# TASK GOAL
Whenever a line below includes "only", add it to the tally, then give the total and nothing more.

[EXERCISE INPUTS]

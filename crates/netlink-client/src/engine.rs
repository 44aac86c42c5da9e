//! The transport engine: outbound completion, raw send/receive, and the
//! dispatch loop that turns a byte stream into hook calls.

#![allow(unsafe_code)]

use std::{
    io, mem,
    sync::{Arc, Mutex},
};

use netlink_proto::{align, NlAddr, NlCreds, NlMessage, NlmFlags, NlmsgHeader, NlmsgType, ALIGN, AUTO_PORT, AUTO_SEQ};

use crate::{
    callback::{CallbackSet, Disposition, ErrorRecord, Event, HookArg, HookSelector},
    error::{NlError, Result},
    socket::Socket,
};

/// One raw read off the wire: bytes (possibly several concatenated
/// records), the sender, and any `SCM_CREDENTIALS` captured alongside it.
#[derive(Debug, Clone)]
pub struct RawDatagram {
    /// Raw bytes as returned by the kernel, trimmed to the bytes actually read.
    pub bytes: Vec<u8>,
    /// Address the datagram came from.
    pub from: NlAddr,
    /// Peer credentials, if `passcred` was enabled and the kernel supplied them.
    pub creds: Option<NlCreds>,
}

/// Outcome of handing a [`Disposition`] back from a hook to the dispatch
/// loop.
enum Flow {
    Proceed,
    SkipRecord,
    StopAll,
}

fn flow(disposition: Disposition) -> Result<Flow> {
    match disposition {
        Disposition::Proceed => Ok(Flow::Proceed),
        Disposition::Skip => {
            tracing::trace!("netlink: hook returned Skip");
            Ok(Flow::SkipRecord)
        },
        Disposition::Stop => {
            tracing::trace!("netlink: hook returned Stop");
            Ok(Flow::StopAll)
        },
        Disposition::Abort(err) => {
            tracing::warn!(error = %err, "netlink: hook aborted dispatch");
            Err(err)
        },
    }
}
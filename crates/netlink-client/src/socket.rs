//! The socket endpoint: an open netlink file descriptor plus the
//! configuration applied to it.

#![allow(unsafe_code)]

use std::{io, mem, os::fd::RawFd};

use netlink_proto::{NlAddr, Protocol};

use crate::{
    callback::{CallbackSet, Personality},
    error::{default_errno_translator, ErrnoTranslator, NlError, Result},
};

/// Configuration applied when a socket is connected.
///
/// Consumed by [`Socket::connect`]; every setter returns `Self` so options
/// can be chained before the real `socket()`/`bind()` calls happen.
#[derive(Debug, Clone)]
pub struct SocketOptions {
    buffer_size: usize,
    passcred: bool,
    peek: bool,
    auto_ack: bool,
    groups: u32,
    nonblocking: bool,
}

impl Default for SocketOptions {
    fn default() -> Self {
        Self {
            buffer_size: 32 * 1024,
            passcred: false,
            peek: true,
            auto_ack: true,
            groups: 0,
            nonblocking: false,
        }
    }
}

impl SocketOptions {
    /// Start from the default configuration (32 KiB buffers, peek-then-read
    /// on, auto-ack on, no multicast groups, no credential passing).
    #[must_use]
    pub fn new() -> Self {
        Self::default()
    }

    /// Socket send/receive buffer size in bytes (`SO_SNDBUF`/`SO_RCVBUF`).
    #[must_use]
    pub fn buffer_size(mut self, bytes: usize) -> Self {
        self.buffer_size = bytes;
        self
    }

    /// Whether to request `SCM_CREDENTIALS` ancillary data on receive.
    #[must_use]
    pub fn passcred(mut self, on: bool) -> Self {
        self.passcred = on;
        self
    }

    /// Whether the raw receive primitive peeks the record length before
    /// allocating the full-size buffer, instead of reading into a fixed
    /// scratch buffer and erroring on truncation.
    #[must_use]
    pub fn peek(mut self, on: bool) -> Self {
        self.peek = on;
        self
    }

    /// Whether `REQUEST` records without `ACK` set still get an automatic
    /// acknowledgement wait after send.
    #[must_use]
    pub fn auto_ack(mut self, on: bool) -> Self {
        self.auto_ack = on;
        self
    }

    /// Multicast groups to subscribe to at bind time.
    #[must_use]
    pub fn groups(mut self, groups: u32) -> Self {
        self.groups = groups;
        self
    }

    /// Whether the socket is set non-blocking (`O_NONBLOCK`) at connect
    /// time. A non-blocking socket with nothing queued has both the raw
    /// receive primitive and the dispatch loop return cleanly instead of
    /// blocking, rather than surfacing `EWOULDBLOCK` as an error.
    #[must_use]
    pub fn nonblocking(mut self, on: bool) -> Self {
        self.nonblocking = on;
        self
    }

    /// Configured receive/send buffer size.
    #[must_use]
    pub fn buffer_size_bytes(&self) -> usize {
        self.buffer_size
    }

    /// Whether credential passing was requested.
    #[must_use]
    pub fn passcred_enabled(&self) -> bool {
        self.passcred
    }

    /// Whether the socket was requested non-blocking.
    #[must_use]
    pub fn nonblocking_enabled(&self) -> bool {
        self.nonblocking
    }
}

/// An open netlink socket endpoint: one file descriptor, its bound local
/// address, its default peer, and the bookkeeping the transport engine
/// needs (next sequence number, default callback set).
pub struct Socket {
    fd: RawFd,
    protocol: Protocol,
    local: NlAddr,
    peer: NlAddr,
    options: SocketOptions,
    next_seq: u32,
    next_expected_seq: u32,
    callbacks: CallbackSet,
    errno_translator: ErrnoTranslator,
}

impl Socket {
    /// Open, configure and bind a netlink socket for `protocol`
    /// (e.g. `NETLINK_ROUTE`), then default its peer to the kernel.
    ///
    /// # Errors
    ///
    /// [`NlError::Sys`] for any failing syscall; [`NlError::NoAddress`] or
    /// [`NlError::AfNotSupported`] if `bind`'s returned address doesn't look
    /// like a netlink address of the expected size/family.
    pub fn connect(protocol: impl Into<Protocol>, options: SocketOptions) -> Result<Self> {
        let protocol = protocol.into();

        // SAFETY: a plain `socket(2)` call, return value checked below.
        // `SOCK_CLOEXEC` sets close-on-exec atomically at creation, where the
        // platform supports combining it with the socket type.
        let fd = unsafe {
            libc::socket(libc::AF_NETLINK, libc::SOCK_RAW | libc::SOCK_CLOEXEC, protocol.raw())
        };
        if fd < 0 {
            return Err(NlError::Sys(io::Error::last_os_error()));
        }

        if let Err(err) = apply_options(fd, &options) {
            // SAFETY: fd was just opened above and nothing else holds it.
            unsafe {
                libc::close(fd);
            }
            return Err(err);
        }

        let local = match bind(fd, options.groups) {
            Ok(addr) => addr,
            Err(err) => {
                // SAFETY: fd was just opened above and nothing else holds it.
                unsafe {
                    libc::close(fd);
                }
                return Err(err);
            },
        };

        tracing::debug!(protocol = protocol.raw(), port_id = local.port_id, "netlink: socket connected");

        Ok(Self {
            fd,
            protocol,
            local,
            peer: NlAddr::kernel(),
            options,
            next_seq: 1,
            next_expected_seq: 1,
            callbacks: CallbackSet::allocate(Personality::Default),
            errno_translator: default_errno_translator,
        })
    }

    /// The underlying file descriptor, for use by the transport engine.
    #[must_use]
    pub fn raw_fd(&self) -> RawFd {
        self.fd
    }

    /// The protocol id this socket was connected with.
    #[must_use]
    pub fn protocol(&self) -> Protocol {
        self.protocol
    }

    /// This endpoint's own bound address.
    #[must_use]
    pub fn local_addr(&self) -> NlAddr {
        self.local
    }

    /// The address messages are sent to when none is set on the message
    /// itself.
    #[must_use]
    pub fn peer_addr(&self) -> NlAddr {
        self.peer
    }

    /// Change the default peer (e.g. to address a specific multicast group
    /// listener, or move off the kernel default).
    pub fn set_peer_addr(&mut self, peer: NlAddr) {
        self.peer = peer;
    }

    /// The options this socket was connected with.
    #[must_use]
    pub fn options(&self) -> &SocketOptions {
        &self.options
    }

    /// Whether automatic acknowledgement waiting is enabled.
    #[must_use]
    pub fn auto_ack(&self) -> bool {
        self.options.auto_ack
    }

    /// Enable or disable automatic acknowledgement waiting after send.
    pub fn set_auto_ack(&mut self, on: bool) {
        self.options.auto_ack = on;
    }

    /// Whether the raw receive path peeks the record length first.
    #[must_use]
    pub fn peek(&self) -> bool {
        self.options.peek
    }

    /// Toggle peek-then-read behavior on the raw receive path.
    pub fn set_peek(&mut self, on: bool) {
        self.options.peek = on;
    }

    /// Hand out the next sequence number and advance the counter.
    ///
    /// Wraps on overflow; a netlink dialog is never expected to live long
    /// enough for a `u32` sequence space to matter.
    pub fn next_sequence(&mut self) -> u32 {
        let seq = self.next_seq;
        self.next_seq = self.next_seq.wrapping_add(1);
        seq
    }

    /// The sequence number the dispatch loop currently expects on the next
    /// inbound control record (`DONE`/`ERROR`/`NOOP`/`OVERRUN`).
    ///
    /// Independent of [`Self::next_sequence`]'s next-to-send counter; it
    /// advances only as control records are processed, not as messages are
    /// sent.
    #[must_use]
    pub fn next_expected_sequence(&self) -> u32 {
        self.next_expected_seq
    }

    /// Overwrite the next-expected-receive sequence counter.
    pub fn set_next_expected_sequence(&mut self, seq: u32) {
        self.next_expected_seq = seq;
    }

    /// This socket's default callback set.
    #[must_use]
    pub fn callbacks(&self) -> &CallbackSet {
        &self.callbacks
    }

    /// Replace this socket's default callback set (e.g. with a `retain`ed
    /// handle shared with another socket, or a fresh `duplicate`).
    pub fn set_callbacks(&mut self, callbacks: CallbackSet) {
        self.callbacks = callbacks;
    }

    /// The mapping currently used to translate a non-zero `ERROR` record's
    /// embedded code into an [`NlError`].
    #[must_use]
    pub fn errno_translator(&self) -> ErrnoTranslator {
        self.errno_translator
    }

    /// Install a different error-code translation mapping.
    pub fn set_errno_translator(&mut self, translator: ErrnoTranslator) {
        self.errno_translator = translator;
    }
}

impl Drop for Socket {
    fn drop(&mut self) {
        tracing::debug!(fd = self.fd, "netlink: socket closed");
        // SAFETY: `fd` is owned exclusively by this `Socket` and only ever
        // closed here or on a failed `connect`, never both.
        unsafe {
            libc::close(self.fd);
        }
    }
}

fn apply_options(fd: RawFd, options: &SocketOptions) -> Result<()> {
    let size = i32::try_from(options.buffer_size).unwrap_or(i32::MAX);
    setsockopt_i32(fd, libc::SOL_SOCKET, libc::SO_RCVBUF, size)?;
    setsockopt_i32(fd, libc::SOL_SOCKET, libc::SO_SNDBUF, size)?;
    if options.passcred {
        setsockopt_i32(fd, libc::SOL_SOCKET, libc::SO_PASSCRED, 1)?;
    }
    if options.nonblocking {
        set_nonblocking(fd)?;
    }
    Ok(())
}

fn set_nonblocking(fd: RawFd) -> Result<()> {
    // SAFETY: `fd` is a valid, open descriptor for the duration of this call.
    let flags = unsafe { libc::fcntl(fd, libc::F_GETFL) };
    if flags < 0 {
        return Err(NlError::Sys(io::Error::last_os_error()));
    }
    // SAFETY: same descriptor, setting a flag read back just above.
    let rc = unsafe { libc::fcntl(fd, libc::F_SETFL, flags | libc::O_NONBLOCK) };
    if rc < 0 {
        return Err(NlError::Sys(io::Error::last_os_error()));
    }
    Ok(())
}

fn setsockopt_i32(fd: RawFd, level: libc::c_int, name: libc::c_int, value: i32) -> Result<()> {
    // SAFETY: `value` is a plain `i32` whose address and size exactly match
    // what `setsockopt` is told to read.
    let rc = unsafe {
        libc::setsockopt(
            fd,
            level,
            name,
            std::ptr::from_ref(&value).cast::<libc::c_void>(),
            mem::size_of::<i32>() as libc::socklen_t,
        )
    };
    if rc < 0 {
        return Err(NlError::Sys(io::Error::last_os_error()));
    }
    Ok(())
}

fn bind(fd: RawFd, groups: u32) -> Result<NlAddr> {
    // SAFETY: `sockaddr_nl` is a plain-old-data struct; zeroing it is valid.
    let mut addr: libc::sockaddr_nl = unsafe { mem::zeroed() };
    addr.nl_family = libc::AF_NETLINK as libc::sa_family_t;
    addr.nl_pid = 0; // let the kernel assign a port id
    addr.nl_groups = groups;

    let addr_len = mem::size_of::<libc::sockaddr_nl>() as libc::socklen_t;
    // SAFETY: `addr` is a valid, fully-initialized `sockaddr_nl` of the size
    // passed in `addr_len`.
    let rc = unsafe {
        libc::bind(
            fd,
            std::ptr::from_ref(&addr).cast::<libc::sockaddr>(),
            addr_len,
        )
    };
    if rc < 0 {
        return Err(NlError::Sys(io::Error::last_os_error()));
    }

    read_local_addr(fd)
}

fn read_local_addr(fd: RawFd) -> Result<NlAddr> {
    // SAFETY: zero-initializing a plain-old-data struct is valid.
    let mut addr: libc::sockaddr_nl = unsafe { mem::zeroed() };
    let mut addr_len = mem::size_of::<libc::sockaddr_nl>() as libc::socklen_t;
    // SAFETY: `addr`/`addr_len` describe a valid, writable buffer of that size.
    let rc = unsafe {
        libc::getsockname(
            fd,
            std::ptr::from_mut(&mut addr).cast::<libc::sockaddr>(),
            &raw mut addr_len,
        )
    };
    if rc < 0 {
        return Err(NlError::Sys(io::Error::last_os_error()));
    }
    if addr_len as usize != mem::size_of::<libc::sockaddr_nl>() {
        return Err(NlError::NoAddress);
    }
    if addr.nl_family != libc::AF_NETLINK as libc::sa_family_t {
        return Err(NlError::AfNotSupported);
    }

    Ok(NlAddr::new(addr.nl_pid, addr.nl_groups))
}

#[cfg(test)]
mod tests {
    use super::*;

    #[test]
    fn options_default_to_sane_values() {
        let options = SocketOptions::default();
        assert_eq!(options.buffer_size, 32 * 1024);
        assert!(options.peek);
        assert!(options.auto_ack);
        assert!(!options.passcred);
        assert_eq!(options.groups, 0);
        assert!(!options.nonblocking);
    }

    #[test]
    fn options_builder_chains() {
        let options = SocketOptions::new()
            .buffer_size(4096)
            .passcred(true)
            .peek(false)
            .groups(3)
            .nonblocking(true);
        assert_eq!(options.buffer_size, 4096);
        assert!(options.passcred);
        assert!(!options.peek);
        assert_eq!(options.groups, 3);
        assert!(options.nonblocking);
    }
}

[/EXERCISE INPUTS]

# TASK RESPONSE
2